While the international community focuses on war crimes allegations in the North and East of Sri Lanka, centuries old, systemic rights abuses—including, some argue, genocide—have been given space to flourish in Sri Lanka’s more peaceful regions.
This week I visited one of those areas: Up-Country (or Hill Country), a gorgeous, rambling, lush swath of land in the middle of Sri Lanka. In addition to countless waterfalls, the region is home to hundreds of plantations or “estates” that produce Sri Lanka’s most important agricultural product: tea.
Nearly all of the island’s 200,000 plantation workers are Tamil descendants of Indian laborers the British brought to Sri Lanka in the nineteenth century. In the long tradition of imported labor, tea pluckers and their families live on the estates and spend most of their lives working, socializing, and consuming within parameters established by their employers.
Estate management requires tea pluckers to collect 18 kilos (about 40 pounds) of tealeaves per day. In exchange, each employee receives about five dollars a day, housing, and some other basic services. Although tea pluckers play a vital role in Sri Lanka’s economy, living conditions on the estates fail to meet the minimum standards other Sri Lankans expect. Plantation workers walk miles to take their children to school, drive down treacherous roads to get to hospitals, study without electricity, and rely on politically-backed trade unions to resolve labor issues.
Estate management falls especially short when it comes to health care. When an estate does have a medical professional, it’s usually someone who speaks Sinhala, has pharmacological training, and who provides services for over 1,000 families. Women routinely give birth en route to the hospital and several women told me that estate management encourages sterilization as part of a “planned genocide.”

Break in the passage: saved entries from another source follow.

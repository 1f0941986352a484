//! CSV source loading and merging

use std::path::{Path, PathBuf};

use ahash::AHashSet;
use csv::ReaderBuilder;
use herald_common::{EmailAddress, Recipient};
use tracing::{debug, warn};

use crate::report::ValidationReport;

/// Header names recognized for the address column.
const EMAIL_HEADERS: &[&str] = &["email", "email_address"];
/// Header names folded into `Recipient::display_name`.
const NAME_HEADERS: &[&str] = &["name", "full_name", "display_name"];
/// Header names folded into `Recipient::organization`.
const ORGANIZATION_HEADERS: &[&str] = &["organization", "organisation", "company"];
/// Header carrying explicit consent. Absent means opted in.
const OPT_IN_HEADER: &str = "opt_in";

/// A resolved recipient set plus everything needed to report on it and to
/// archive the consumed sources afterwards.
#[derive(Debug, Default)]
pub struct Resolution {
    /// Deduplicated recipients in source order.
    pub recipients: Vec<Recipient>,
    /// The source files that were read; the executor archives these once
    /// every recipient has an outcome.
    pub sources: Vec<PathBuf>,
    pub report: ValidationReport,
}

/// Resolve every `.csv` source under `dir`.
///
/// Sources are read in name order; rows keep their file order, so the
/// resolved list is deterministic. A missing directory resolves to an empty
/// roster, and a source that fails to parse is recorded and skipped — both
/// are control-flow decisions for the executor, not errors here.
#[must_use]
pub fn resolve(dir: &Path) -> Resolution {
    let mut resolution = Resolution::default();

    let sources = match source_files(dir) {
        Ok(sources) => sources,
        Err(e) => {
            debug!(dir = %dir.display(), error = %e, "Contacts directory unreadable, empty roster");
            return resolution;
        }
    };

    let mut seen = AHashSet::new();
    for source in sources {
        match read_source(&source, &mut seen, &mut resolution) {
            Ok(()) => {
                resolution.report.sources_read += 1;
                resolution.sources.push(source);
            }
            Err(e) => {
                warn!(source = %source.display(), error = %e, "Skipping unreadable source");
                resolution
                    .report
                    .failed_sources
                    .push((source, e.to_string()));
            }
        }
    }

    let domains: AHashSet<_> = resolution
        .recipients
        .iter()
        .map(herald_common::Recipient::domain)
        .collect();
    resolution.report.unique_domains = domains.len();

    debug!(
        valid = resolution.report.valid,
        dropped = resolution.report.dropped_invalid,
        duplicates = resolution.report.duplicates,
        domains = resolution.report.unique_domains,
        "Resolved recipients"
    );

    resolution
}

fn source_files(dir: &Path) -> std::io::Result<Vec<PathBuf>> {
    let mut files: Vec<_> = std::fs::read_dir(dir)?
        .filter_map(Result::ok)
        .map(|entry| entry.path())
        .filter(|path| {
            path.is_file()
                && path
                    .extension()
                    .and_then(|ext| ext.to_str())
                    .is_some_and(|ext| ext.eq_ignore_ascii_case("csv"))
        })
        .collect();
    files.sort();
    Ok(files)
}

fn read_source(
    source: &Path,
    seen: &mut AHashSet<EmailAddress>,
    resolution: &mut Resolution,
) -> csv::Result<()> {
    let mut reader = ReaderBuilder::new().flexible(true).from_path(source)?;

    let headers: Vec<String> = reader
        .headers()?
        .iter()
        .map(|h| h.trim().to_ascii_lowercase())
        .collect();

    for record in reader.records() {
        let record = match record {
            Ok(record) => record,
            Err(e) => {
                // One malformed row is a dropped row, not a dead source.
                warn!(source = %source.display(), error = %e, "Dropping malformed row");
                resolution.report.total_rows += 1;
                resolution.report.dropped_invalid += 1;
                continue;
            }
        };

        resolution.report.total_rows += 1;
        merge_row(&headers, &record, seen, resolution);
    }

    Ok(())
}

fn merge_row(
    headers: &[String],
    record: &csv::StringRecord,
    seen: &mut AHashSet<EmailAddress>,
    resolution: &mut Resolution,
) {
    let field = |names: &[&str]| -> Option<String> {
        headers.iter().zip(record.iter()).find_map(|(header, value)| {
            (names.contains(&header.as_str()) && !value.trim().is_empty())
                .then(|| value.trim().to_string())
        })
    };

    let Some(raw_email) = field(EMAIL_HEADERS) else {
        resolution.report.dropped_invalid += 1;
        return;
    };

    let email = match EmailAddress::parse(&raw_email) {
        Ok(email) => email,
        Err(e) => {
            debug!(row_email = %raw_email, error = %e, "Dropping row with invalid email");
            resolution.report.dropped_invalid += 1;
            return;
        }
    };

    if let Some(opt_in) = field(&[OPT_IN_HEADER])
        && matches!(
            opt_in.to_ascii_lowercase().as_str(),
            "0" | "false" | "no" | "n"
        )
    {
        resolution.report.opted_out += 1;
        return;
    }

    if !seen.insert(email.clone()) {
        resolution.report.duplicates += 1;
        return;
    }

    let mut recipient = Recipient::new(email);
    recipient.display_name = field(NAME_HEADERS);
    recipient.organization = field(ORGANIZATION_HEADERS);

    for (header, value) in headers.iter().zip(record.iter()) {
        let consumed = EMAIL_HEADERS.contains(&header.as_str())
            || NAME_HEADERS.contains(&header.as_str())
            || ORGANIZATION_HEADERS.contains(&header.as_str())
            || header == OPT_IN_HEADER;
        if !consumed && !value.trim().is_empty() {
            recipient
                .extras
                .insert(header.clone(), value.trim().to_string());
        }
    }

    resolution.report.valid += 1;
    resolution.recipients.push(recipient);
}
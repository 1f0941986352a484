//! Resolution reporting

use std::path::PathBuf;

/// What the resolver saw while reading a contacts directory.
#[derive(Debug, Default, Clone)]
pub struct ValidationReport {
    /// Rows seen across all readable sources.
    pub total_rows: usize,
    /// Rows that produced a deliverable recipient.
    pub valid: usize,
    /// Rows dropped for lacking a syntactically minimal email.
    pub dropped_invalid: usize,
    /// Rows dropped as duplicates of an earlier email.
    pub duplicates: usize,
    /// Rows dropped because their `opt_in` column was explicitly false.
    pub opted_out: usize,
    /// Distinct recipient domains among the valid rows.
    pub unique_domains: usize,
    /// Source files read successfully.
    pub sources_read: usize,
    /// Sources that could not be parsed, with the reason. Non-fatal:
    /// resolution proceeds with the remaining sources.
    pub failed_sources: Vec<(PathBuf, String)>,
}
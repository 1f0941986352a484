//! Sidecar scheduling descriptors
//!
//! A template may sit next to a TOML descriptor with the same stem
//! (`spring.txt` + `spring.toml`) declaring its scheduling mode, date, and
//! subject line. No descriptor means immediate.
//!
//! ```toml
//! mode = "scheduled"
//! date = "2026-09-01"
//! subject = "Spring catalogue"
//! ```

use std::path::Path;

use chrono::NaiveDate;
use serde::Deserialize;

use crate::{
    campaign::ScheduleMode,
    error::{CatalogError, Result},
};

/// Scheduling mode as written in a descriptor file.
#[derive(Debug, Clone, Copy, Default, PartialEq, Eq, Deserialize)]
#[serde(rename_all = "kebab-case")]
pub enum DescriptorMode {
    #[default]
    Immediate,
    ScheduleNow,
    Scheduled,
}

/// Parsed sidecar descriptor.
#[derive(Debug, Clone, Default, Deserialize)]
#[serde(deny_unknown_fields)]
pub struct Descriptor {
    #[serde(default)]
    pub mode: DescriptorMode,
    #[serde(default)]
    pub date: Option<NaiveDate>,
    #[serde(default)]
    pub subject: Option<String>,
}

impl Descriptor {
    /// Load the descriptor next to `template_path`, if one exists.
    ///
    /// # Errors
    ///
    /// Returns [`CatalogError::DescriptorInvalid`] when the file exists but
    /// cannot be parsed, or declares `scheduled` without a date.
    pub fn load_for(template_path: &Path) -> Result<Self> {
        let path = template_path.with_extension("toml");
        let content = match std::fs::read_to_string(&path) {
            Ok(content) => content,
            Err(e) if e.kind() == std::io::ErrorKind::NotFound => return Ok(Self::default()),
            Err(e) => {
                return Err(CatalogError::DescriptorInvalid {
                    path,
                    detail: e.to_string(),
                });
            }
        };

        let descriptor: Self =
            toml::from_str(&content).map_err(|e| CatalogError::DescriptorInvalid {
                path: path.clone(),
                detail: e.to_string(),
            })?;

        if descriptor.mode == DescriptorMode::Scheduled && descriptor.date.is_none() {
            return Err(CatalogError::DescriptorInvalid {
                path,
                detail: "mode = \"scheduled\" requires a date".to_string(),
            });
        }

        Ok(descriptor)
    }

    /// Resolve the descriptor into a campaign scheduling mode.
    #[must_use]
    pub fn schedule_mode(&self) -> ScheduleMode {
        match (self.mode, self.date) {
            (DescriptorMode::Scheduled, Some(date)) => ScheduleMode::Scheduled(date),
            (DescriptorMode::ScheduleNow, _) => ScheduleMode::ScheduleNow,
            // `scheduled` without a date is rejected at load time.
            (DescriptorMode::Immediate | DescriptorMode::Scheduled, _) => ScheduleMode::Immediate,
        }
    }
}
//! Error types for the herald-state crate.
//!
//! Reads of state files deliberately do not surface here — a failed read is
//! handled closed (empty state plus a warning) at the call site. Writes are
//! different: silently losing rate-limit state risks violating sending
//! policy, so a write that still fails after a retry is a fatal error for
//! the run.

use std::{io, path::PathBuf};

use thiserror::Error;

/// Top-level state persistence error.
#[derive(Debug, Error)]
pub enum StateError {
    /// I/O error outside the retried write path.
    #[error("I/O error: {0}")]
    Io(#[from] io::Error),

    /// Serializing a state unit failed.
    #[error("serialization error: {0}")]
    Serialization(#[from] serde_json::Error),

    /// A state file could not be written, even after one retry.
    #[error("failed to write state file {path} after retry: {source}")]
    WriteFailed {
        path: PathBuf,
        #[source]
        source: io::Error,
    },

    /// A consumed recipient source could not be moved into the archive.
    #[error("failed to archive {path}: {detail}")]
    Archive { path: PathBuf, detail: String },
}

/// Specialized `Result` type for state operations.
pub type Result<T> = std::result::Result<T, StateError>;
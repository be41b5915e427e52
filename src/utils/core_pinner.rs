use core_affinity::{CoreId, get_core_ids, set_for_current};

/// Whether the OS reports a core with this id.
pub fn core_available(core_id: usize) -> bool {
    get_core_ids().is_some_and(|ids| ids.iter().any(|c| c.id == core_id))
}

/// Pin the calling thread to `core_id`.
pub fn try_pin_core(core_id: usize) -> anyhow::Result<usize> {
    if core_available(core_id) && set_for_current(CoreId { id: core_id }) {
        return Ok(core_id);
    }
    Err(anyhow::anyhow!("failed to pin core {core_id}"))
}
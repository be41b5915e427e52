use std::{error::Error, fmt};

const ERR_MSG_TIMEOUT: &str = "operation timed out";
const ERR_MSG_CLOSED: &str = "queue is shut down and drained";
const ERR_MSG_INTERRUPTED: &str = "wait interrupted";

/// Why a fetch from a [`BlockingQueue`](crate::io::queue::BlockingQueue) produced no item.
#[derive(Debug, Copy, Clone, Eq, PartialEq)]
pub enum RecvError {
    /// Timed wait elapsed with nothing queued.
    Timeout,
    /// Queue is shut down and has no items left.
    Closed,
    /// The caller's activity predicate turned false while waiting.
    Interrupted,
}

impl Error for RecvError {}

impl fmt::Display for RecvError {
    fn fmt(&self, f: &mut fmt::Formatter<'_>) -> fmt::Result {
        match self {
            RecvError::Timeout => write!(f, "{ERR_MSG_TIMEOUT}"),
            RecvError::Closed => write!(f, "{ERR_MSG_CLOSED}"),
            RecvError::Interrupted => write!(f, "{ERR_MSG_INTERRUPTED}"),
        }
    }
}

/// Lifecycle and construction errors, reported synchronously to the caller.
#[derive(Debug, thiserror::Error)]
pub enum ExecutorError {
    #[error("executor is already running")]
    AlreadyRunning,
    #[error("control command target executor is gone")]
    MissingTarget,
    #[error("cannot join the worker from the worker thread")]
    JoinFromWorker,
    #[error("worker thread panicked")]
    WorkerPanicked,
    #[error("failed to spawn worker thread: {0}")]
    Spawn(#[source] std::io::Error),
    #[error("invalid executor config: {0}")]
    InvalidConfig(String),
}

/// What went wrong inside a single `execute()` call.
#[derive(Debug)]
pub enum FailureReason {
    Error(anyhow::Error),
    Panic(String),
}

impl fmt::Display for FailureReason {
    fn fmt(&self, f: &mut fmt::Formatter<'_>) -> fmt::Result {
        match self {
            FailureReason::Error(err) => write!(f, "{err:#}"),
            FailureReason::Panic(msg) => write!(f, "panicked: {msg}"),
        }
    }
}

/// A command failure as seen by the worker loop and the failure hook.
#[derive(Debug)]
pub struct CommandFailure {
    pub command: String,
    pub reason: FailureReason,
}

impl CommandFailure {
    pub fn is_panic(&self) -> bool {
        matches!(self.reason, FailureReason::Panic(_))
    }
}

impl fmt::Display for CommandFailure {
    fn fmt(&self, f: &mut fmt::Formatter<'_>) -> fmt::Result {
        write!(f, "command {} failed: {}", self.command, self.reason)
    }
}

impl Error for CommandFailure {
    fn source(&self) -> Option<&(dyn Error + 'static)> {
        match &self.reason {
            FailureReason::Error(err) => Some(err.as_ref()),
            FailureReason::Panic(_) => None,
        }
    }
}
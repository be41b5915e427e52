mod commands;

pub use commands::{HardStopCommand, SoftStopCommand, StateChangeCommand};
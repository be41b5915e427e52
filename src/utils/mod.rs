pub use config_io::*;
pub use core_pinner::*;
pub use health_flag::*;

mod config_io;
mod core_pinner;
mod health_flag;
pub mod logger;
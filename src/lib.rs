pub mod command;
pub mod config;
pub mod control;
pub mod error;
pub mod executor;
pub mod io;
pub mod state;
pub mod utils;

pub mod prelude;
use anyhow::Result;
use std::sync::Arc;

/// A unit of work executed by the [`Executor`](crate::executor::Executor) worker.
///
/// Commands carry whatever state they need and are executed at most once per
/// enqueue, on the worker thread only. A command that never returns stalls the
/// whole executor.
pub trait Command: Send + Sync {
    /// Perform the work. Errors are reported by the worker and never reach producers.
    fn execute(&self) -> Result<()>;

    /// Name used in diagnostics.
    fn name(&self) -> &str {
        std::any::type_name::<Self>()
    }
}

/// Shared handle to a command, as stored in the queue.
pub type CommandRef = Arc<dyn Command>;

impl<F> Command for F
where
    F: Fn() -> Result<()> + Send + Sync,
{
    #[inline]
    fn execute(&self) -> Result<()> {
        self()
    }
}

/// Wrap a closure into a [`CommandRef`].
#[inline]
pub fn command<F>(f: F) -> CommandRef
where
    F: Fn() -> Result<()> + Send + Sync + 'static,
{
    Arc::new(f)
}
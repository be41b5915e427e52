use crate::command::Command;
use crate::error::ExecutorError;
use crate::executor::Executor;
use crate::state::ExecutorState;
use anyhow::{Result, anyhow};
use std::sync::{Arc, Weak};

/// Weak link from a queued control command back to its executor.
///
/// Weak so that a command sitting in the queue does not keep the executor
/// (which owns the queue) alive.
#[derive(Clone)]
struct Target(Weak<Executor>);

impl Target {
    fn new(executor: &Arc<Executor>) -> Self {
        Self(Arc::downgrade(executor))
    }

    fn from_weak(target: Weak<Executor>) -> Result<Self, ExecutorError> {
        if target.strong_count() == 0 {
            return Err(ExecutorError::MissingTarget);
        }
        Ok(Self(target))
    }

    fn get(&self) -> Result<Arc<Executor>> {
        self.0
            .upgrade()
            .ok_or_else(|| anyhow!(ExecutorError::MissingTarget))
    }
}

/// Queued request for a graceful stop: everything ahead of and behind it in
/// the queue still runs, then the worker halts.
#[derive(Clone)]
pub struct SoftStopCommand {
    target: Target,
}

impl SoftStopCommand {
    pub fn new(executor: &Arc<Executor>) -> Self {
        Self {
            target: Target::new(executor),
        }
    }

    pub fn from_weak(executor: Weak<Executor>) -> Result<Self, ExecutorError> {
        Ok(Self {
            target: Target::from_weak(executor)?,
        })
    }
}

impl Command for SoftStopCommand {
    fn execute(&self) -> Result<()> {
        self.target.get()?.soft_stop();
        Ok(())
    }

    fn name(&self) -> &str {
        "soft-stop"
    }
}

/// Queued request for an immediate stop: commands behind it are discarded.
#[derive(Clone)]
pub struct HardStopCommand {
    target: Target,
}

impl HardStopCommand {
    pub fn new(executor: &Arc<Executor>) -> Self {
        Self {
            target: Target::new(executor),
        }
    }

    pub fn from_weak(executor: Weak<Executor>) -> Result<Self, ExecutorError> {
        Ok(Self {
            target: Target::from_weak(executor)?,
        })
    }
}

impl Command for HardStopCommand {
    fn execute(&self) -> Result<()> {
        self.target.get()?.hard_stop();
        Ok(())
    }

    fn name(&self) -> &str {
        "hard-stop"
    }
}

/// Queued state replacement. Switching to [`ExecutorState::Stopped`] ends
/// the loop but leaves the queue open.
#[derive(Clone)]
pub struct StateChangeCommand {
    target: Target,
    state: ExecutorState,
}

impl StateChangeCommand {
    pub fn new(executor: &Arc<Executor>, state: ExecutorState) -> Self {
        Self {
            target: Target::new(executor),
            state,
        }
    }

    pub fn from_weak(executor: Weak<Executor>, state: ExecutorState) -> Result<Self, ExecutorError> {
        Ok(Self {
            target: Target::from_weak(executor)?,
            state,
        })
    }

    pub fn state(&self) -> ExecutorState {
        self.state
    }
}

impl Command for StateChangeCommand {
    fn execute(&self) -> Result<()> {
        self.target.get()?.set_state(self.state);
        Ok(())
    }

    fn name(&self) -> &str {
        "state-change"
    }
}
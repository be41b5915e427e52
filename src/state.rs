use crate::command::CommandRef;
use crate::error::RecvError;
use crate::io::queue::CommandQueue;
use crossbeam::utils::CachePadded;
use std::fmt;
use std::sync::Arc;
use std::sync::atomic::{AtomicU8, Ordering};

/// Lifecycle phase of an [`Executor`](crate::executor::Executor).
///
/// Each phase decides how the worker fetches its next command and whether the
/// loop keeps going.
#[derive(Debug, Copy, Clone, Hash, Eq, PartialEq)]
#[repr(u8)]
pub enum ExecutorState {
    /// Blocking fetch; an empty queue keeps the worker parked.
    Running = 0,
    /// Non-blocking fetch; an empty queue ends the loop.
    SoftStopping = 1,
    /// Terminal. The loop does not run.
    Stopped = 2,
}

/// Events that move the state machine.
#[derive(Debug, Copy, Clone, Hash, Eq, PartialEq)]
pub enum Transition {
    SoftStop,
    HardStop,
    /// The fetch policy found nothing more to do.
    Drained,
}

/// Result of one fetch step.
pub enum Fetch {
    Command(CommandRef),
    /// State changed under the worker; fetch again with the new state.
    Retry,
    Exit,
}

impl ExecutorState {
    /// Transition table. `None` means the event does not apply in this state.
    #[inline]
    pub fn next(self, t: Transition) -> Option<ExecutorState> {
        use ExecutorState::*;
        match (self, t) {
            (Running, Transition::SoftStop) => Some(SoftStopping),
            (Running | SoftStopping, Transition::HardStop) => Some(Stopped),
            (Running | SoftStopping, Transition::Drained) => Some(Stopped),
            _ => None,
        }
    }

    /// Fetch the next command according to this state's policy.
    pub fn fetch(self, queue: &CommandQueue, flag: &StateFlag) -> Fetch {
        match self {
            ExecutorState::Running => {
                match queue.pop_while(|| flag.get() == ExecutorState::Running) {
                    Ok(cmd) => Fetch::Command(cmd),
                    Err(RecvError::Closed) => match flag.apply(Transition::Drained) {
                        Some(_) => {
                            tracing::warn!("[Executor] queue closed while running");
                            Fetch::Exit
                        }
                        None => Fetch::Retry,
                    },
                    Err(RecvError::Interrupted | RecvError::Timeout) => Fetch::Retry,
                }
            }
            ExecutorState::SoftStopping => match queue.try_pop() {
                Some(cmd) => Fetch::Command(cmd),
                None if flag.compare_exchange(self, ExecutorState::Stopped) => Fetch::Exit,
                None => Fetch::Retry,
            },
            ExecutorState::Stopped => Fetch::Exit,
        }
    }

    #[inline]
    fn from_u8(raw: u8) -> Self {
        match raw {
            0 => ExecutorState::Running,
            1 => ExecutorState::SoftStopping,
            _ => ExecutorState::Stopped,
        }
    }
}

impl fmt::Display for ExecutorState {
    fn fmt(&self, f: &mut fmt::Formatter<'_>) -> fmt::Result {
        let s = match self {
            ExecutorState::Running => "running",
            ExecutorState::SoftStopping => "soft-stopping",
            ExecutorState::Stopped => "stopped",
        };
        f.write_str(s)
    }
}

/// Atomically swappable handle to the current [`ExecutorState`].
///
/// Shared between the executor, its worker and any control command.
#[derive(Clone)]
#[repr(transparent)]
pub struct StateFlag(Arc<CachePadded<AtomicU8>>);

impl StateFlag {
    pub fn new(initial: ExecutorState) -> Self {
        Self(Arc::new(CachePadded::new(AtomicU8::new(initial as u8))))
    }

    #[inline]
    pub fn get(&self) -> ExecutorState {
        ExecutorState::from_u8(self.0.load(Ordering::Acquire))
    }

    /// Unconditionally replace the state, returning the previous one.
    #[inline]
    pub fn set(&self, next: ExecutorState) -> ExecutorState {
        ExecutorState::from_u8(self.0.swap(next as u8, Ordering::AcqRel))
    }

    /// Replace `current` with `next` only if the state is still `current`.
    #[inline]
    pub fn compare_exchange(&self, current: ExecutorState, next: ExecutorState) -> bool {
        self.0
            .compare_exchange(current as u8, next as u8, Ordering::AcqRel, Ordering::Acquire)
            .is_ok()
    }

    /// Apply `t` to the current state. Returns the `(from, to)` pair if the
    /// transition happened, `None` if it does not apply.
    pub fn apply(&self, t: Transition) -> Option<(ExecutorState, ExecutorState)> {
        let mut cur = self.get();
        loop {
            let next = cur.next(t)?;
            match self.0.compare_exchange_weak(
                cur as u8,
                next as u8,
                Ordering::AcqRel,
                Ordering::Acquire,
            ) {
                Ok(_) => return Some((cur, next)),
                Err(raw) => cur = ExecutorState::from_u8(raw),
            }
        }
    }
}

impl fmt::Debug for StateFlag {
    fn fmt(&self, f: &mut fmt::Formatter<'_>) -> fmt::Result {
        f.debug_struct("StateFlag")
            .field("state", &self.get())
            .finish()
    }
}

Lots of tourists visit the plantations to sample tea and to take pictures, but I actually got to meet estate employees who work to ameliorate conditions in the tea sector. I saw their homes, I visited the pre-school they built, and I met with their community development groups. These families work extremely hard, but they also know how to have fun. On the day I visited, a group of community activists organized an estate-wide cricket competition as part of a voter education program. Estate workers are incredible athletes and patient teachers (it’s not easy being an American at a cricket match). Later this week I’ll fill you in on my first-ever cricket outing and more Up-Country first-evers including oil lamp ceremonies and leeches.
Posted By Kerry McBroom
Posted Aug 23rd, 2010
2 Comments
iain
August 23, 2010
Strong account of the pressures that face estate workers, and wonderful photos. Very interesting blog.
Michael
August 24, 2010
I was reading The Economist and saw an article about Sri Lanka that interested me and should interest you: http://www.economist.com/node/16847146?story_id=16847146&CFID=145690245&CFTOKEN=36187465 “Rebuilding but at a cost; Sri Lanka is developing again. But not all can celebrate.”
Can you elaborate on this? It would probably be hard to travel there, but it would be interesting to read more about the no so evident effects of the war and how future development on the “tear drop” could displace people and violate the rights.
Keep up the fantastic work! and the pics. are great.